Solution: Take some extra time to plan your chapters out – try to develop a more-or-less uniform chapter structure. If you find that no matter how structured your chapters are, they still come out too long or short, you may want to assess your author voice for lacking or having an excess of dialogue/description.

4. Your fictional timeline isn't working. I've been guilty of this time and time again – planning a story spanning three months, then wanting to add in characters getting married or graduating college or taking down a dictatorship, until three months just isn't feasible anymore.
Solution: Decide which plot is the most important to you, and base the timeline around that. It may mean having to let some good subplots go, but in the end, a cohesive story is the more important victory. Otherwise, your readers will get lost, and every plot will suffer.

5. You're unconfident in either your main plot or your filler. If you feel uncomfortable with the plot itself, you may throw all your chapters into advancing it, because you want to prove and improve it. If you feel uncomfortable with writing filler scenes, you may drive the plot forward in order to avoid filler. Neither of these is a matter of personal style. As writers, we are both the playwrights and the actors – we have to create a solid plot, and then go up on stage and add the flair and make the jokes and draw people in. We don't get the option of being one or the other. We have to be both the cast and the crew, the architect and the realtor, the main course and the side dishes and the whole Thanksgiving feast.

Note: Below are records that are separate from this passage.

//! Group coordinator: owned state and entry points

use std::collections::BTreeSet;
use std::sync::Arc;

use proven_groups::{
    ClusterState, GroupInfo, GroupObserver, GroupRegistry, NamespaceStore, PlacementAlgorithm,
    ServerAddress, TableLockManager, TableName,
};
use tokio::sync::Mutex;

use crate::config::CoordinatorConfig;
use crate::error::{Error, GroupResult};
use crate::transition::TransitionSet;

/// Coordinates group membership changes and group-scoped balancing.
///
/// Two lock domains guard the coordinator:
/// - the membership lock serializes every operation that reads-then-mutates
///   group membership (group add/remove, server moves, table moves);
/// - the placement lock serializes balance runs, and is shared with every
///   other user of the same placement algorithm.
///
/// The two are independent, so a balance run may interleave with a server
/// move. Balancing therefore refuses to run while any region of the group
/// is in transition.
pub struct GroupCoordinator {
    pub(crate) registry: Arc<dyn GroupRegistry>,
    pub(crate) cluster: Arc<dyn ClusterState>,
    pub(crate) placement: Arc<dyn PlacementAlgorithm>,
    pub(crate) namespaces: Arc<dyn NamespaceStore>,
    pub(crate) table_locks: Arc<dyn TableLockManager>,
    pub(crate) observer: Option<Arc<dyn GroupObserver>>,
    pub(crate) membership_lock: Arc<Mutex<()>>,
    pub(crate) placement_lock: Arc<Mutex<()>>,
    pub(crate) servers_in_transition: TransitionSet,
    pub(crate) config: CoordinatorConfig,
}

impl GroupCoordinator {
    /// Start building a coordinator
    pub fn builder() -> CoordinatorBuilder {
        CoordinatorBuilder::default()
    }

    /// Coordinator configuration
    pub fn config(&self) -> &CoordinatorConfig {
        &self.config
    }

    /// Servers currently being moved between groups
    pub fn servers_in_transition(&self) -> &TransitionSet {
        &self.servers_in_transition
    }

    /// Lock serializing use of the placement algorithm
    pub fn placement_lock(&self) -> Arc<Mutex<()>> {
        self.placement_lock.clone()
    }

    /// Get a group by name
    pub async fn get_group(&self, name: &str) -> GroupResult<Option<GroupInfo>> {
        let _membership = self.membership_lock.lock().await;
        Ok(self.registry.get_group(name).await?)
    }

    /// Get the group a table is pinned to. Untracked tables return `None`.
    pub async fn get_group_of_table(&self, table: &TableName) -> GroupResult<Option<GroupInfo>> {
        let _membership = self.membership_lock.lock().await;

        match self.registry.get_group_of_table(table).await? {
            Some(name) => Ok(self.registry.get_group(&name).await?),
            None => Ok(None),
        }
    }

    /// Get the group a server belongs to
    pub async fn get_group_of_server(
        &self,
        server: &ServerAddress,
    ) -> GroupResult<Option<GroupInfo>> {
        let _membership = self.membership_lock.lock().await;
        Ok(self.registry.get_group_of_server(server).await?)
    }

    /// List every group
    pub async fn list_groups(&self) -> GroupResult<Vec<GroupInfo>> {
        let _membership = self.membership_lock.lock().await;
        Ok(self.registry.list_groups().await?)
    }

    /// Looks up a group that must exist. Callers hold the membership lock.
    pub(crate) async fn get_and_check_group(&self, name: &str) -> GroupResult<GroupInfo> {
        if name.is_empty() {
            return Err(Error::InvalidArgument(
                "The target group cannot be empty".to_string(),
            ));
        }

        self.registry
            .get_group(name)
            .await?
            .ok_or_else(|| Error::NotFound(format!("Group does not exist: {name}")))
    }

    pub(crate) fn observer(&self) -> Option<&dyn GroupObserver> {
        self.observer.as_deref()
    }
}

/// The tables among `candidates` that belong to `group`.
///
/// The default group also owns every table the registry does not track, so
/// for it each candidate outside its explicit table set is looked up.
pub(crate) async fn member_tables<'a>(
    registry: &dyn GroupRegistry,
    group: &GroupInfo,
    candidates: impl IntoIterator<Item = &'a TableName>,
) -> GroupResult<BTreeSet<TableName>> {
    let mut members = BTreeSet::new();
    for table in candidates.into_iter().collect::<BTreeSet<_>>() {
        let member = group.contains_table(table)
            || (group.is_default() && registry.get_group_of_table(table).await?.is_none());
        if member {
            members.insert(table.clone());
        }
    }
    Ok(members)
}

/// Builder for [`GroupCoordinator`]
#[derive(Default)]
pub struct CoordinatorBuilder {
    registry: Option<Arc<dyn GroupRegistry>>,
    cluster: Option<Arc<dyn ClusterState>>,
    placement: Option<Arc<dyn PlacementAlgorithm>>,
    namespaces: Option<Arc<dyn NamespaceStore>>,
    table_locks: Option<Arc<dyn TableLockManager>>,
    observer: Option<Arc<dyn GroupObserver>>,
    placement_lock: Option<Arc<Mutex<()>>>,
    config: Option<CoordinatorConfig>,
}

impl CoordinatorBuilder {
    /// Set the group registry
    #[must_use]
    pub fn registry(mut self, registry: Arc<dyn GroupRegistry>) -> Self {
        self.registry = Some(registry);
        self
    }

    /// Set the cluster state view
    #[must_use]
    pub fn cluster(mut self, cluster: Arc<dyn ClusterState>) -> Self {
        self.cluster = Some(cluster);
        self
    }

    /// Set the placement algorithm
    #[must_use]
    pub fn placement(mut self, placement: Arc<dyn PlacementAlgorithm>) -> Self {
        self.placement = Some(placement);
        self
    }

    /// Set the namespace store
    #[must_use]
    pub fn namespaces(mut self, namespaces: Arc<dyn NamespaceStore>) -> Self {
        self.namespaces = Some(namespaces);
        self
    }

    /// Set the table lock service
    #[must_use]
    pub fn table_locks(mut self, table_locks: Arc<dyn TableLockManager>) -> Self {
        self.table_locks = Some(table_locks);
        self
    }

    /// Set the observer notified around every operation
    #[must_use]
    pub fn observer(mut self, observer: Arc<dyn GroupObserver>) -> Self {
        self.observer = Some(observer);
        self
    }

    /// Share an existing placement lock instead of creating one
    #[must_use]
    pub fn placement_lock(mut self, lock: Arc<Mutex<()>>) -> Self {
        self.placement_lock = Some(lock);
        self
    }

    /// Set the configuration
    #[must_use]
    pub fn config(mut self, config: CoordinatorConfig) -> Self {
        self.config = Some(config);
        self
    }

    /// Build the coordinator
    ///
    /// # Errors
    ///
    /// Returns `InvalidArgument` if a required collaborator is missing or the
    /// configuration is invalid.
    pub fn build(self) -> GroupResult<GroupCoordinator> {
        let config = self.config.unwrap_or_default();
        config.validate()?;

        Ok(GroupCoordinator {
            registry: self.registry.ok_or_else(|| missing("registry"))?,
            cluster: self.cluster.ok_or_else(|| missing("cluster"))?,
            placement: self.placement.ok_or_else(|| missing("placement"))?,
            namespaces: self.namespaces.ok_or_else(|| missing("namespaces"))?,
            table_locks: self.table_locks.ok_or_else(|| missing("table_locks"))?,
            observer: self.observer,
            membership_lock: Arc::new(Mutex::new(())),
            placement_lock: self
                .placement_lock
                .unwrap_or_else(|| Arc::new(Mutex::new(()))),
            servers_in_transition: TransitionSet::new(),
            config,
        })
    }
}

fn missing(what: &str) -> Error {
    Error::InvalidArgument(format!("{what} is required"))
}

Solution: Get comfortable with it, as soon as possible; and that means you need to write. Go ahead and write the plot, and write the filler, and even if you think it all sucks, keep it in there. Write all the way through the first draft until the story is out and you've gotten some practice. Then go back, use that knowledge, and rewrite/edit those awkward scenes where you didn't know what you were doing. Practice will make it better, I promise.